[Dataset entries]
==*==

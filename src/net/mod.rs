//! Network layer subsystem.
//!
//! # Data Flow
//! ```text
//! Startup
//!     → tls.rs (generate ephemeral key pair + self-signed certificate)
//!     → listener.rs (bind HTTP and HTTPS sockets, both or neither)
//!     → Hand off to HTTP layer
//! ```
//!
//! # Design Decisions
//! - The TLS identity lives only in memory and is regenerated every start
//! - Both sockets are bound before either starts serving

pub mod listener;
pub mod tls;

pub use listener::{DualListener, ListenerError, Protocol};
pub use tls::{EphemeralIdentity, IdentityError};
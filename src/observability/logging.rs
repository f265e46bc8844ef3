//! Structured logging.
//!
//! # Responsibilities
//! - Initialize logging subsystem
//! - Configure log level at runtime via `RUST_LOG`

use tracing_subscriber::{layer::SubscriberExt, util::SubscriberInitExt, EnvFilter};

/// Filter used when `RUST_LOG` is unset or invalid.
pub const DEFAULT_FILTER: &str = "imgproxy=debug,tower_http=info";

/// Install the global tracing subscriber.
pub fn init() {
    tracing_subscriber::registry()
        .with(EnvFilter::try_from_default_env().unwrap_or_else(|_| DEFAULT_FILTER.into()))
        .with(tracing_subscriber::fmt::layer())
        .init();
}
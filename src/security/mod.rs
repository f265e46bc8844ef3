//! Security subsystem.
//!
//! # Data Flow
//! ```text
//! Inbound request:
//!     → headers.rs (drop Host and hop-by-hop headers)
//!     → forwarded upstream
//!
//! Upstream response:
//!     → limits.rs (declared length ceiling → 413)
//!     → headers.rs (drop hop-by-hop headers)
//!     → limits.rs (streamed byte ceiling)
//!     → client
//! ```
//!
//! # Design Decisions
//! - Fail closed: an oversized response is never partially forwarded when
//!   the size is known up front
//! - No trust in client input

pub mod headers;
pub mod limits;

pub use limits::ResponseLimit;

==*==

**Problem description**.
Nothing but the lines from the one containing "- Configure log" through the end of the entries belongs in the answer; repeat them exactly.

**Answer to this task**.
//! - Configure log level at runtime via `RUST_LOG`

use tracing_subscriber::{layer::SubscriberExt, util::SubscriberInitExt, EnvFilter};

/// Filter used when `RUST_LOG` is unset or invalid.
pub const DEFAULT_FILTER: &str = "imgproxy=debug,tower_http=info";

/// Install the global tracing subscriber.
pub fn init() {
    tracing_subscriber::registry()
        .with(EnvFilter::try_from_default_env().unwrap_or_else(|_| DEFAULT_FILTER.into()))
        .with(tracing_subscriber::fmt::layer())
        .init();
}
filename src/security/mod.rs
repository f265e46bc8844ef3
//! Security subsystem.
//!
//! # Data Flow
//! ```text
//! Inbound request:
//!     → headers.rs (drop Host and hop-by-hop headers)
//!     → forwarded upstream
//!
//! Upstream response:
//!     → limits.rs (declared length ceiling → 413)
//!     → headers.rs (drop hop-by-hop headers)
//!     → limits.rs (streamed byte ceiling)
//!     → client
//! ```
//!
//! # Design Decisions
//! - Fail closed: an oversized response is never partially forwarded when
//!   the size is known up front
//! - No trust in client input

pub mod headers;
pub mod limits;

pub use limits::ResponseLimit;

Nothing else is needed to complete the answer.